Patel is no stranger to risk after years investing in high-yield bond markets, but sees most of it confined to staggered financial service companies, housing, and autos. "Step away from that and the world economy looks OK," she says. "What you have is a chance to buy securities very cheaply."
JOHN CAREY Portfolio manager, Pioneer Investments
In one of the most unsettled trading weeks in history, John A. Carey said he tried not to get too distracted.
As portfolio manager of Pioneer Investments' $6.6 billion flagship Pioneer Fund, Carey owns several stocks in the midst of the financial sector maelstrom including Bank of America and Franklin Resources. Both took wild rides this week first on concerns about a slowing of global credit availability and then as details emerged about the shape that various government rescue plans could take.
But Carey said he bought the stocks based on their long-term prospects, and held on to them through the tumult. "My own view at a time like this is to look out in the longer term and focus on fundamentals rather than focus on rumors or what a bailout might look like," Carey said.
For one thing, there's bound to be debate over the exact terms of all the government emergency actions, he said, which will have a big impact on the prices of companies whose prospects are tied to public policies.
At the same time, a worldwide slowdown and the stabilization of the US dollar against foreign currencies are likely to be good for domestic stocks and markets, he said. "The US is looking like a safe haven again for a lot of foreign money," he said. Though he didn't name names, he said he's optimistic for companies with a big US market share in consumer products, healthcare, and utility markets. The bottom line is how well a company can stand on its own, whatever the shape of the final US rescue plans. "You want companies that are self-sufficient and self-financed, and not companies that are going to depend on government subsidies and easy credit," he said.
PETER LYNCH Famous stock picker
As markets plunged in 2002, Fidelity Investments' famed stock picker Peter Lynch appeared with then-Commerce Secretary Donald Evans in Boston and told the audience of small investors to bet on a long-term recovery. "I wouldn't bet against America, we'll get out of this one," Lynch said at the time.
In interview on Friday afternoon Lynch made essentially the same point.
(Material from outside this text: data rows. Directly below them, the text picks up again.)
//! Session fixture: setup, run, guaranteed teardown.
//!
//! Each run launches a fresh driver, hands the test body a [`Session`], and
//! releases the session afterwards on every exit path: `Ok`, `Err`, or a
//! panic inside the body. A panic is re-raised after release so the test
//! runner still reports it.

use crate::driver::{BrowserDriver, MockDriver};
use crate::result::{ProbeError, ProbeResult};
use crate::session::Session;
use crate::wait::WaitOptions;
use async_trait::async_trait;
use futures::future::BoxFuture;
use futures::FutureExt;
use std::fmt;
use std::panic::{resume_unwind, AssertUnwindSafe};
use std::sync::Arc;
use tracing::{info, warn};

/// Something that can start a browser and hand back a driver for it.
#[async_trait]
pub trait DriverLauncher: Send + Sync {
    /// Driver produced by this launcher
    type Driver: BrowserDriver;

    /// Start a browser
    async fn launch(&self) -> ProbeResult<Self::Driver>;
}

/// State of the fixture.
#[derive(Debug, Clone, Copy, PartialEq, Eq)]
pub enum FixtureState {
    /// No session acquired yet.
    Idle,
    /// A test body is running against a live session.
    SetUp,
    /// The last session was released.
    TornDown,
    /// Setup failed; no session was acquired.
    Failed,
}

/// Acquires one session per test and always releases it.
///
/// # Example
///
/// ```ignore
/// let mut fixture = SessionFixture::new(launcher, WaitOptions::default());
/// fixture
///     .run("valid_login", |session| Box::pin(valid_login(session)))
///     .await?;
/// ```
#[derive(Debug)]
pub struct SessionFixture<L: DriverLauncher> {
    launcher: L,
    implicit_wait: WaitOptions,
    state: FixtureState,
    runs: usize,
}

impl<L: DriverLauncher> SessionFixture<L> {
    /// Create a fixture around a launcher
    #[must_use]
    pub const fn new(launcher: L, implicit_wait: WaitOptions) -> Self {
        Self {
            launcher,
            implicit_wait,
            state: FixtureState::Idle,
            runs: 0,
        }
    }

    /// Current state
    #[must_use]
    pub const fn state(&self) -> FixtureState {
        self.state
    }

    /// Number of sessions acquired so far
    #[must_use]
    pub const fn runs(&self) -> usize {
        self.runs
    }

    /// The launcher
    #[must_use]
    pub const fn launcher(&self) -> &L {
        &self.launcher
    }

    /// Set up a session.
    ///
    /// # Errors
    ///
    /// Returns the launcher's error; no session exists afterwards.
    pub async fn setup(&mut self) -> ProbeResult<Session<L::Driver>> {
        match self.launcher.launch().await {
            Ok(driver) => {
                self.state = FixtureState::SetUp;
                self.runs += 1;
                let session = Session::new(driver, self.implicit_wait);
                info!(session = %session.id(), timeout_ms = self.implicit_wait.timeout_ms, "session acquired");
                Ok(session)
            }
            Err(e) => {
                self.state = FixtureState::Failed;
                warn!(error = %e, "session setup failed");
                Err(e)
            }
        }
    }

    /// Release a session obtained from [`SessionFixture::setup`].
    ///
    /// # Errors
    ///
    /// Returns a fixture error if the driver failed to quit.
    pub async fn teardown(&mut self, session: &mut Session<L::Driver>) -> ProbeResult<()> {
        self.state = FixtureState::TornDown;
        let id = session.id();
        session.release().await.map_err(|e| {
            warn!(session = %id, error = %e, "session release failed");
            ProbeError::Fixture {
                message: format!("teardown of session {id} failed: {e}"),
            }
        })?;
        info!(session = %id, "session released");
        Ok(())
    }

    /// Run `body` against a fresh session and release it afterwards.
    ///
    /// The body's error wins over a teardown error; a teardown error alone
    /// fails the run. A panic in the body is re-raised after teardown.
    ///
    /// # Errors
    ///
    /// Returns setup, body, or teardown errors, in that priority.
    pub async fn run<T, F>(&mut self, name: &str, body: F) -> ProbeResult<T>
    where
        F: for<'s> FnOnce(&'s mut Session<L::Driver>) -> BoxFuture<'s, ProbeResult<T>>,
    {
        let mut session = self.setup().await?;
        info!(test = name, session = %session.id(), "running");

        let outcome = AssertUnwindSafe(body(&mut session)).catch_unwind().await;
        let released = self.teardown(&mut session).await;

        match outcome {
            Err(panic) => {
                warn!(test = name, "test body panicked");
                resume_unwind(panic)
            }
            Ok(Err(e)) => {
                info!(test = name, error = %e, "failed");
                Err(e)
            }
            Ok(Ok(value)) => {
                released?;
                info!(test = name, "passed");
                Ok(value)
            }
        }
    }
}

// ============================================================================
// Mock launcher
// ============================================================================

type MockFactory = Arc<dyn Fn() -> ProbeResult<MockDriver> + Send + Sync>;

/// Launches [`MockDriver`]s from a factory closure
#[derive(Clone)]
pub struct MockLauncher {
    factory: MockFactory,
}

impl fmt::Debug for MockLauncher {
    fn fmt(&self, f: &mut fmt::Formatter<'_>) -> fmt::Result {
        f.debug_struct("MockLauncher").finish_non_exhaustive()
    }
}

impl MockLauncher {
    /// Build each driver with `factory`
    #[must_use]
    pub fn new<F>(factory: F) -> Self
    where
        F: Fn() -> ProbeResult<MockDriver> + Send + Sync + 'static,
    {
        Self {
            factory: Arc::new(factory),
        }
    }

    /// A launcher whose every launch fails like a missing browser
    #[must_use]
    pub fn failing() -> Self {
        Self::new(|| Err(ProbeError::BrowserNotFound))
    }
}

#[async_trait]
impl DriverLauncher for MockLauncher {
    type Driver = MockDriver;

    async fn launch(&self) -> ProbeResult<MockDriver> {
        (self.factory)()
    }
}

#[cfg(test)]
mod tests {
    use super::*;
    use crate::driver::{MockDom, MockElement, MockPage};
    use crate::locator::Selector;
    use std::sync::atomic::{AtomicUsize, Ordering};
    use std::sync::Mutex;

    const URL: &str = "https://test.local/";

    /// A launcher that records each driver's quit counter
    fn tracked_launcher() -> (MockLauncher, Arc<Mutex<Vec<Arc<AtomicUsize>>>>) {
        let counters = Arc::new(Mutex::new(Vec::new()));
        let seen = Arc::clone(&counters);
        let launcher = MockLauncher::new(move || {
            let dom = MockDom::new().with(MockElement::with_id("present"));
            let driver = MockDriver::new().with_page(URL, MockPage::new(dom));
            seen.lock().unwrap().push(driver.quit_counter());
            Ok(driver)
        });
        (launcher, counters)
    }

    fn total_quits(counters: &Mutex<Vec<Arc<AtomicUsize>>>) -> usize {
        counters
            .lock()
            .unwrap()
            .iter()
            .map(|c| c.load(Ordering::SeqCst))
            .sum()
    }

    #[tokio::test]
    async fn test_release_after_pass() {
        let (launcher, counters) = tracked_launcher();
        let mut fixture = SessionFixture::new(launcher, WaitOptions::default());

        let value = fixture
            .run("pass", |s| {
                Box::pin(async move {
                    s.goto(URL).await?;
                    s.find(&Selector::id("present")).await?;
                    Ok(7)
                })
            })
            .await
            .unwrap();

        assert_eq!(value, 7);
        assert_eq!(total_quits(&counters), 1);
        assert_eq!(fixture.state(), FixtureState::TornDown);
    }

    #[tokio::test(start_paused = true)]
    async fn test_release_after_error() {
        let (launcher, counters) = tracked_launcher();
        let mut fixture = SessionFixture::new(launcher, WaitOptions::new().with_timeout(100));

        let err = fixture
            .run("fail", |s| {
                Box::pin(async move {
                    s.goto(URL).await?;
                    s.find(&Selector::id("absent")).await?;
                    Ok(())
                })
            })
            .await
            .unwrap_err();

        assert!(matches!(err, ProbeError::ElementNotFound { .. }));
        assert_eq!(total_quits(&counters), 1);
    }

    #[tokio::test]
    async fn test_release_after_panic() {
        let (launcher, counters) = tracked_launcher();
        let mut fixture = SessionFixture::new(launcher, WaitOptions::default());

        let outcome = AssertUnwindSafe(fixture.run("boom", |_s| {
            Box::pin(async move {
                let text = String::from("Welcome back!");
                assert_eq!(text, "Goodbye", "assertion inside body");
                Ok(())
            })
        }))
        .catch_unwind()
        .await;

        assert!(outcome.is_err());
        assert_eq!(total_quits(&counters), 1);
    }

    #[tokio::test]
    async fn test_setup_failure_acquires_nothing() {
        let mut fixture = SessionFixture::new(MockLauncher::failing(), WaitOptions::default());
        let ran = Arc::new(AtomicUsize::new(0));
        let ran_in_body = Arc::clone(&ran);

        let err = fixture
            .run("never", move |_s| {
                Box::pin(async move {
                    let _ = ran_in_body.fetch_add(1, Ordering::SeqCst);
                    Ok(())
                })
            })
            .await
            .unwrap_err();

        assert!(matches!(err, ProbeError::BrowserNotFound));
        assert_eq!(ran.load(Ordering::SeqCst), 0);
        assert_eq!(fixture.state(), FixtureState::Failed);
        assert_eq!(fixture.runs(), 0);
    }

    fn failing_quit_launcher() -> MockLauncher {
        MockLauncher::new(|| {
            let dom = MockDom::new().with(MockElement::with_id("present"));
            Ok(MockDriver::new()
                .with_page(URL, MockPage::new(dom))
                .with_failing_quit())
        })
    }

    #[tokio::test]
    async fn test_teardown_error_fails_passing_run() {
        let mut fixture = SessionFixture::new(failing_quit_launcher(), WaitOptions::default());

        let err = fixture
            .run("pass", |s| Box::pin(async move { s.goto(URL).await }))
            .await
            .unwrap_err();

        match err {
            ProbeError::Fixture { message } => {
                assert!(message.contains("teardown"), "{message}");
            }
            other => panic!("expected Fixture, got {other}"),
        }
        assert_eq!(fixture.state(), FixtureState::TornDown);
    }

    #[tokio::test]
    async fn test_body_error_wins_over_teardown_error() {
        let mut fixture = SessionFixture::new(failing_quit_launcher(), WaitOptions::default());

        let err = fixture
            .run("fail", |_s| {
                Box::pin(async move { Err::<(), _>(ProbeError::assertion("body")) })
            })
            .await
            .unwrap_err();

        assert!(
            matches!(&err, ProbeError::AssertionFailed { message } if message == "body"),
            "{err}"
        );
    }

    #[tokio::test]
    async fn test_teardown_error_after_panic_still_panics() {
        let mut fixture = SessionFixture::new(failing_quit_launcher(), WaitOptions::default());

        let outcome = AssertUnwindSafe(fixture.run("boom", |_s| {
            Box::pin(async move {
                let banner = String::from("Invalid email or password");
                assert_eq!(banner, "Welcome back!", "assertion inside body");
                Ok(())
            })
        }))
        .catch_unwind()
        .await;

        assert!(outcome.is_err());
        assert_eq!(fixture.state(), FixtureState::TornDown);
    }

    #[tokio::test]
    async fn test_fresh_session_per_run() {
        let (launcher, counters) = tracked_launcher();
        let mut fixture = SessionFixture::new(launcher, WaitOptions::default());

        for _ in 0..3 {
            fixture
                .run("repeat", |s| Box::pin(async move { s.goto(URL).await }))
                .await
                .unwrap();
        }

        assert_eq!(fixture.runs(), 3);
        assert_eq!(counters.lock().unwrap().len(), 3);
        assert_eq!(total_quits(&counters), 3);
    }
}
Even if in hindsight this turns out to be the 11th recession in the United States since World War II, Lynch said, strong companies will still earn their edge and pay off as long-term investments.
Lynch compared the current period to the retrenchment of 1990 and 1991, when many banks collapsed and lending froze up. "The surprising part is that unemployment hasn't jumped" higher now as in previous downturns.
But only an investor willing to become very knowledgeable about companies and their industries should bother investing in individual stocks, he said. "The term 'play the market' has done so much damage," Lynch said. Aside from investments in vehicles like mutual funds, "the average person should know seven or eight companies really well, and own two or three of them. They should be able to give lectures about them."
Lynch's advice is similar to tips he's given in the past as the former manager of Fidelity's flagship Magellan mutual fund. Perhaps ironically given his celebrity, Lynch suggested that some well-known executives get too much attention from investors compared with a company's fundamentals.
He used the example of Bethlehem Steel in the 1980s, facing tough competition and heavy legacy costs. "I'll tell you, if Jack Welch, Warren Buffett, and Bill Gates tried to turn around Bethlehem Steel 20 years ago, you would have never heard of those guys," he said.